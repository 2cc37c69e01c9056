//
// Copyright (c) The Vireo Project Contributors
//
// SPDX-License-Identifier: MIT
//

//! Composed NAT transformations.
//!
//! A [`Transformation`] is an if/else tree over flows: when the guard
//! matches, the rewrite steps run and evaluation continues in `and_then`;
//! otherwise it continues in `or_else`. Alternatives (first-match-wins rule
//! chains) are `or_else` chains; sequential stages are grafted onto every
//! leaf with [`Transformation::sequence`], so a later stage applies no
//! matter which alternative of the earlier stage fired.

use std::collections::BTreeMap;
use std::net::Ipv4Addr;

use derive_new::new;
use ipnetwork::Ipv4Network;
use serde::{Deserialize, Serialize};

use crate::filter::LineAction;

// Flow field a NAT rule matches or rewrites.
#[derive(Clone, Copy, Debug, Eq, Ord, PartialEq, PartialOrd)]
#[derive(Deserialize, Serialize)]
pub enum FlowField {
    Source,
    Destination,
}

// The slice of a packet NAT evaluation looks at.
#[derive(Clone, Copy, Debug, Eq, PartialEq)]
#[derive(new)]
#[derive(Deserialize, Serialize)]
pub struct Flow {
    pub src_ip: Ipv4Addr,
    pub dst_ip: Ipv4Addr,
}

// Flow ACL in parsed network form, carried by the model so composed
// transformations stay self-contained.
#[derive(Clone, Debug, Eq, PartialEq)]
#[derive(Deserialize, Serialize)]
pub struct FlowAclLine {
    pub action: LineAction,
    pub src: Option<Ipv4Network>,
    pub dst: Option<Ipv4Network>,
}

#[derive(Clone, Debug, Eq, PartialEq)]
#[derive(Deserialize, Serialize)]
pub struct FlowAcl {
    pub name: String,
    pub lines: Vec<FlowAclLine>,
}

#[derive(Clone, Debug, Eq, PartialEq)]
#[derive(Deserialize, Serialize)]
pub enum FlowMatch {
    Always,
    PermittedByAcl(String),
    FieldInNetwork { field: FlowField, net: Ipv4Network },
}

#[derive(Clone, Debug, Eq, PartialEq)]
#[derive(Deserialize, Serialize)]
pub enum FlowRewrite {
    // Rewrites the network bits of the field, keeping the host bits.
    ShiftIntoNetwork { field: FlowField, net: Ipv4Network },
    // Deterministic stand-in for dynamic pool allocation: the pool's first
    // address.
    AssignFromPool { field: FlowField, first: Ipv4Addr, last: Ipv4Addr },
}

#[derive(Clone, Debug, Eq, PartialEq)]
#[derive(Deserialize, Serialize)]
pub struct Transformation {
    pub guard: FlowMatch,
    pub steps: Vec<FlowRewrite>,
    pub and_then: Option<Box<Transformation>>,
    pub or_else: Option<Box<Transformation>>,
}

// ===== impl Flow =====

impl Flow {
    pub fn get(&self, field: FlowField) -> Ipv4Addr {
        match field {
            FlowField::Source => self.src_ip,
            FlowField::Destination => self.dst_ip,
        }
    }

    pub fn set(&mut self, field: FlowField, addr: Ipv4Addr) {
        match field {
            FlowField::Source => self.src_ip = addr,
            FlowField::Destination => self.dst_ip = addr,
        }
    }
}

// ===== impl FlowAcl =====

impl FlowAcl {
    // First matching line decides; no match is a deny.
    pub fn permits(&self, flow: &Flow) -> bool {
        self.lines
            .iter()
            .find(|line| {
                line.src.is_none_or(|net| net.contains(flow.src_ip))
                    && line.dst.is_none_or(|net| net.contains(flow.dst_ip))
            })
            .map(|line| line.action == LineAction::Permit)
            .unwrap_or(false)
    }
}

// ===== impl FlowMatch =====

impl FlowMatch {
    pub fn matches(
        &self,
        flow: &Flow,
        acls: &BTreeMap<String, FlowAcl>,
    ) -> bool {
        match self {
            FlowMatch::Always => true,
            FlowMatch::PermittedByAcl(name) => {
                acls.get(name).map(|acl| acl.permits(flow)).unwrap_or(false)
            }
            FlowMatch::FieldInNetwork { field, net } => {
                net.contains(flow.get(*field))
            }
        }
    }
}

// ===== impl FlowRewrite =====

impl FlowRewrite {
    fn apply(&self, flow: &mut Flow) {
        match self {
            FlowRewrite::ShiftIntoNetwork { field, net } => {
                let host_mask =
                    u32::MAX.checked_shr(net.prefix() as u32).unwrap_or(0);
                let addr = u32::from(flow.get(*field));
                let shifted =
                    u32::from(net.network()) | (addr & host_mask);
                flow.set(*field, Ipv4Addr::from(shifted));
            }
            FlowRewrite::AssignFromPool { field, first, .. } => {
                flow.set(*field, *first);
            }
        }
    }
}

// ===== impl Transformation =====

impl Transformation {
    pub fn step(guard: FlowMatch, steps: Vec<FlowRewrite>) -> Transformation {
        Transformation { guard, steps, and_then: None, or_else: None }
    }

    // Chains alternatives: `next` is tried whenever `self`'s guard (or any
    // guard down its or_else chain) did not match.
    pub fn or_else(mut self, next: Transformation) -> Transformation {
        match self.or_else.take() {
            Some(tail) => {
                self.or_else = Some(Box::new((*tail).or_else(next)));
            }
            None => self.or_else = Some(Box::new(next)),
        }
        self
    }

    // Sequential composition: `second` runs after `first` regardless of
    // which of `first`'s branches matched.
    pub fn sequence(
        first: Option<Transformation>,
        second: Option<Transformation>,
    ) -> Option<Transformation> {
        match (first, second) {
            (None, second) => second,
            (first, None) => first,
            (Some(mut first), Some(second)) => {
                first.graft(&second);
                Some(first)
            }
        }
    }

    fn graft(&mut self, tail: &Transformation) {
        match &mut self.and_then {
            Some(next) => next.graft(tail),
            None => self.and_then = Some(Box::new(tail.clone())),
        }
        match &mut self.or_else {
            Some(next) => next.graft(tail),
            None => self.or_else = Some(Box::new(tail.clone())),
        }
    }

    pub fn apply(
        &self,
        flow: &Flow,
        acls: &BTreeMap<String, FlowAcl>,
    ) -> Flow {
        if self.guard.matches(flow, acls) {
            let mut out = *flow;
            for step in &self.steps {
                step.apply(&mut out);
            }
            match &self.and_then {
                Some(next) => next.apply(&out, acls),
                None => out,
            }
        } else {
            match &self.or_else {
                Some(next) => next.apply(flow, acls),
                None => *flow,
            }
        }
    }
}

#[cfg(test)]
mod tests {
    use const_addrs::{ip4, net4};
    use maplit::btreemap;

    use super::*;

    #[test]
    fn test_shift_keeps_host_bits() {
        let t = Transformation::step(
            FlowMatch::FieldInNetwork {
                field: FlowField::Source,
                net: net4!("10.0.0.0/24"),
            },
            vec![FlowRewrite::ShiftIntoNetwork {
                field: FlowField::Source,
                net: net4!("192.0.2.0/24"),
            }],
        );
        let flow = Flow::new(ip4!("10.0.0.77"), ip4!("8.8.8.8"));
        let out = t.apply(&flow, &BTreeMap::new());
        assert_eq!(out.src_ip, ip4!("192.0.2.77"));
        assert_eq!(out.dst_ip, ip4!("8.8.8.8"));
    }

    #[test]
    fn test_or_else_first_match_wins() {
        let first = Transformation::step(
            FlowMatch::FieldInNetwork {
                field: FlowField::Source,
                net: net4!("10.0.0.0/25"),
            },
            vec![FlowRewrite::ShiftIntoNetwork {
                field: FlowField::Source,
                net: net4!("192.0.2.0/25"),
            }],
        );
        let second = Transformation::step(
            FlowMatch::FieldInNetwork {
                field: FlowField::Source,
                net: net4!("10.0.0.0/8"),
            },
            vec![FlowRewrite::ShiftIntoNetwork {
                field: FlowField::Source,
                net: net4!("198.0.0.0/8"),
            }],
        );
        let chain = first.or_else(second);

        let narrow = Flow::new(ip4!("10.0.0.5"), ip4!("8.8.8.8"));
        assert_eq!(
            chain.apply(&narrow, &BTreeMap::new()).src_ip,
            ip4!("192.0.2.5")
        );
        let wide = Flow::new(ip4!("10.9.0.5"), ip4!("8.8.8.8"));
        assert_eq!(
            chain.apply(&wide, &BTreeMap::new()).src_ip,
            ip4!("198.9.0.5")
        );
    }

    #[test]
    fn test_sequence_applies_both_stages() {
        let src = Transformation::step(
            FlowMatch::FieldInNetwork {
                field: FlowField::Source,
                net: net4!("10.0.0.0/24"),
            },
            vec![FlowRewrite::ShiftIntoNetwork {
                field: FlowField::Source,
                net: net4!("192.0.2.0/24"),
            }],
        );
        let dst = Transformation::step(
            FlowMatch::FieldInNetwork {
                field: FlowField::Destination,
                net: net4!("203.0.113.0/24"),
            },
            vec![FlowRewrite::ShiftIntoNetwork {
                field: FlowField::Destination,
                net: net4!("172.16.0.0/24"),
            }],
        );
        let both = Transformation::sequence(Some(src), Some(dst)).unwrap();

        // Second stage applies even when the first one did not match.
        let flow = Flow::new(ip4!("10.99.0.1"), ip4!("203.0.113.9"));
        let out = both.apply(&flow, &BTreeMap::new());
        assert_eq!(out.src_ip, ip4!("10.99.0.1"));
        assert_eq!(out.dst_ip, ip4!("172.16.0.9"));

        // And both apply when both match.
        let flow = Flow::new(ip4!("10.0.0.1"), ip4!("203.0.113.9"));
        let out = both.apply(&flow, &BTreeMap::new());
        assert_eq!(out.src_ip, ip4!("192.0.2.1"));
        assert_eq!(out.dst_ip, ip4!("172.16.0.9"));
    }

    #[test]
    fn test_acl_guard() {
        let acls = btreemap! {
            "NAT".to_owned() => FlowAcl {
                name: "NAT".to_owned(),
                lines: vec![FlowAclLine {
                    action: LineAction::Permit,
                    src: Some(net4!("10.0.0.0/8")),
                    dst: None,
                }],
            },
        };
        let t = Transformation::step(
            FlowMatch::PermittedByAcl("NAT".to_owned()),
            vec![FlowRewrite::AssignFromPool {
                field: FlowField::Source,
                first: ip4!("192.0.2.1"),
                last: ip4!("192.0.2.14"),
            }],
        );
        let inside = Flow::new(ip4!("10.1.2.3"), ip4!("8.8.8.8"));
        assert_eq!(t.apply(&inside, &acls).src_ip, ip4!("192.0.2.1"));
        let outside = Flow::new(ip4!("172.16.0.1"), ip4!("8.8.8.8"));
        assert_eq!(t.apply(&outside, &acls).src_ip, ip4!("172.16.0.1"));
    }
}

◇ ◇ ◇

# TASK DESCRIPTION
For every line above that holds the word "Destination", report the whole line.

# EXERCISE RESPONSE
    Destination,
            FlowField::Destination => self.dst_ip,
            FlowField::Destination => self.dst_ip = addr,
                field: FlowField::Destination,
                field: FlowField::Destination,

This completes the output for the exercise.